Given records>
----
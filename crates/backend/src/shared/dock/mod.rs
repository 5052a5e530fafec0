//! Process-wide dock: validated layout model plus tab registry.

pub mod registry;

use contracts::shared::component::{Component, Element};
use contracts::shared::dock::{ConfigError, DockModel, TabCount};
use serde_json::{Map, Value};

use crate::shared::config::DockConfig;

pub use registry::{TabEntry, TabRegistry, TabRegistryBuilder};

/// Immutable after startup; rendering never mutates it.
#[derive(Debug, Clone)]
pub struct DockApp {
    model: DockModel,
    registry: TabRegistry,
    free_tab_limit: usize,
    debug_mode: bool,
}

impl DockApp {
    /// Validates the model and checks that every tab it names is registered.
    pub fn new(
        model: DockModel,
        registry: TabRegistry,
        config: &DockConfig,
    ) -> Result<Self, ConfigError> {
        model.validate()?;
        registry.check_integrity(&model)?;
        Ok(Self {
            model,
            registry,
            free_tab_limit: config.free_tab_limit,
            debug_mode: config.debug_mode,
        })
    }

    pub fn model(&self) -> &DockModel {
        &self.model
    }

    pub fn registry(&self) -> &TabRegistry {
        &self.registry
    }

    pub fn free_tab_limit(&self) -> usize {
        self.free_tab_limit
    }

    pub fn tab_count(&self) -> TabCount {
        self.model.count_tabs()
    }

    /// Builds the complete dock element for the given API key.
    ///
    /// An empty key counts as no key. Without a key the model is trimmed to
    /// the free tier limit.
    pub fn render(&self, id: &str, api_key: Option<&str>) -> Component {
        let api_key = api_key.filter(|k| !k.is_empty());
        let tab_count = self.model.count_tabs();
        let limited =
            api_key.is_none() && self.model.exceeds_free_tier_limit(self.free_tab_limit);

        let model = if limited {
            if self.debug_mode {
                tracing::info!(
                    "free tier: showing {} of {} tabs, enter an API key to unlock the rest",
                    self.free_tab_limit,
                    tab_count.total
                );
            }
            self.model.limit_to_free_tier(self.free_tab_limit)
        } else {
            self.model.clone()
        };

        let mut headers = Map::new();
        let mut tabs = Vec::with_capacity(self.registry.len());
        for (tab_id, entry) in self.registry.iter() {
            if let Some(header) = &entry.header {
                headers.insert(tab_id.to_string(), header.to_value());
            }
            tabs.push(
                Element::new("tab")
                    .with_id(tab_id)
                    .child(entry.content.clone()),
            );
        }

        Element::new("dock")
            .with_id(id)
            .prop("model", model.to_value())
            .prop("headers", Value::Object(headers))
            .prop("apiKey", api_key.map(Value::from).unwrap_or(Value::Null))
            .prop("freeTabLimit", self.free_tab_limit)
            .prop("limited", limited)
            .prop(
                "tabCount",
                serde_json::to_value(tab_count).unwrap_or(Value::Null),
            )
            .prop("debugMode", self.debug_mode)
            .children(tabs)
            .into()
    }
}

#[cfg(test)]
mod tests {
    use super::*;
    use serde_json::json;

    fn model() -> DockModel {
        DockModel::from_value(json!({
            "borders": [
                { "type": "border", "location": "left", "size": 200,
                  "children": [ { "type": "tab", "id": "left", "name": "Left" } ] }
            ],
            "layout": { "type": "row", "children": [
                { "type": "tabset", "children": [
                    { "type": "tab", "id": "one", "name": "One" },
                    { "type": "tab", "id": "two", "name": "Two" }
                ] }
            ] }
        }))
        .unwrap()
    }

    fn registry() -> TabRegistry {
        let mut builder = TabRegistryBuilder::new();
        builder
            .register("left", Component::text("left"), Some(Component::text("L")))
            .register("one", Component::text("one"), None)
            .register("two", Component::text("two"), None);
        builder.build()
    }

    fn config(limit: usize) -> DockConfig {
        DockConfig {
            free_tab_limit: limit,
            debug_mode: false,
        }
    }

    #[test]
    fn test_new_rejects_integrity_gap() {
        let mut builder = TabRegistryBuilder::new();
        builder.register("left", Component::text("left"), None);
        let err = DockApp::new(model(), builder.build(), &config(3)).unwrap_err();
        assert_eq!(err, ConfigError::UnknownTabId("one".into()));
    }

    #[test]
    fn test_render_without_key_is_limited() {
        let app = DockApp::new(model(), registry(), &config(2)).unwrap();
        let dock = app.render("dock", None);
        let el = dock.as_element().unwrap();
        assert_eq!(el.kind, "dock");
        assert_eq!(el.get_prop("limited"), Some(&json!(true)));
        assert_eq!(el.get_prop("apiKey"), Some(&Value::Null));
        let rendered = DockModel::from_value(el.get_prop("model").unwrap().clone()).unwrap();
        assert_eq!(rendered.tab_ids(), vec!["left", "one"]);
        assert_eq!(el.get_prop("tabCount").unwrap()["total"], 3);
        // every registered tab is forwarded, even when hidden by the limit
        assert_eq!(el.children.len(), 3);
        assert_eq!(el.get_prop("headers").unwrap()["left"], json!("L"));
    }

    #[test]
    fn test_empty_key_counts_as_absent() {
        let app = DockApp::new(model(), registry(), &config(2)).unwrap();
        assert_eq!(app.render("dock", Some("")), app.render("dock", None));
    }

    #[test]
    fn test_render_with_key_is_full_and_passes_key_through() {
        let app = DockApp::new(model(), registry(), &config(2)).unwrap();
        let dock = app.render("dock", Some("secret-123"));
        let el = dock.as_element().unwrap();
        assert_eq!(el.get_prop("limited"), Some(&json!(false)));
        assert_eq!(el.get_prop("apiKey"), Some(&json!("secret-123")));
        assert_eq!(el.get_prop("model"), Some(&app.model().to_value()));
    }

    #[test]
    fn test_within_limit_renders_full_model_without_key() {
        let app = DockApp::new(model(), registry(), &config(3)).unwrap();
        let dock = app.render("dock", None);
        let el = dock.as_element().unwrap();
        assert_eq!(el.get_prop("limited"), Some(&json!(false)));
        assert_eq!(el.get_prop("model"), Some(&app.model().to_value()));
    }
}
----
Work request> Look above for the line holding "pub struct DockApp". Print it and every line after it, exactly, through the line holding "let mut headers = Map::new();".

Written answer>
pub struct DockApp {
    model: DockModel,
    registry: TabRegistry,
    free_tab_limit: usize,
    debug_mode: bool,
}

impl DockApp {
    /// Validates the model and checks that every tab it names is registered.
    pub fn new(
        model: DockModel,
        registry: TabRegistry,
        config: &DockConfig,
    ) -> Result<Self, ConfigError> {
        model.validate()?;
        registry.check_integrity(&model)?;
        Ok(Self {
            model,
            registry,
            free_tab_limit: config.free_tab_limit,
            debug_mode: config.debug_mode,
        })
    }

    pub fn model(&self) -> &DockModel {
        &self.model
    }

    pub fn registry(&self) -> &TabRegistry {
        &self.registry
    }

    pub fn free_tab_limit(&self) -> usize {
        self.free_tab_limit
    }

    pub fn tab_count(&self) -> TabCount {
        self.model.count_tabs()
    }

    /// Builds the complete dock element for the given API key.
    ///
    /// An empty key counts as no key. Without a key the model is trimmed to
    /// the free tier limit.
    pub fn render(&self, id: &str, api_key: Option<&str>) -> Component {
        let api_key = api_key.filter(|k| !k.is_empty());
        let tab_count = self.model.count_tabs();
        let limited =
            api_key.is_none() && self.model.exceeds_free_tier_limit(self.free_tab_limit);

        let model = if limited {
            if self.debug_mode {
                tracing::info!(
                    "free tier: showing {} of {} tabs, enter an API key to unlock the rest",
                    self.free_tab_limit,
                    tab_count.total
                );
            }
            self.model.limit_to_free_tier(self.free_tab_limit)
        } else {
            self.model.clone()
        };

        let mut headers = Map::new();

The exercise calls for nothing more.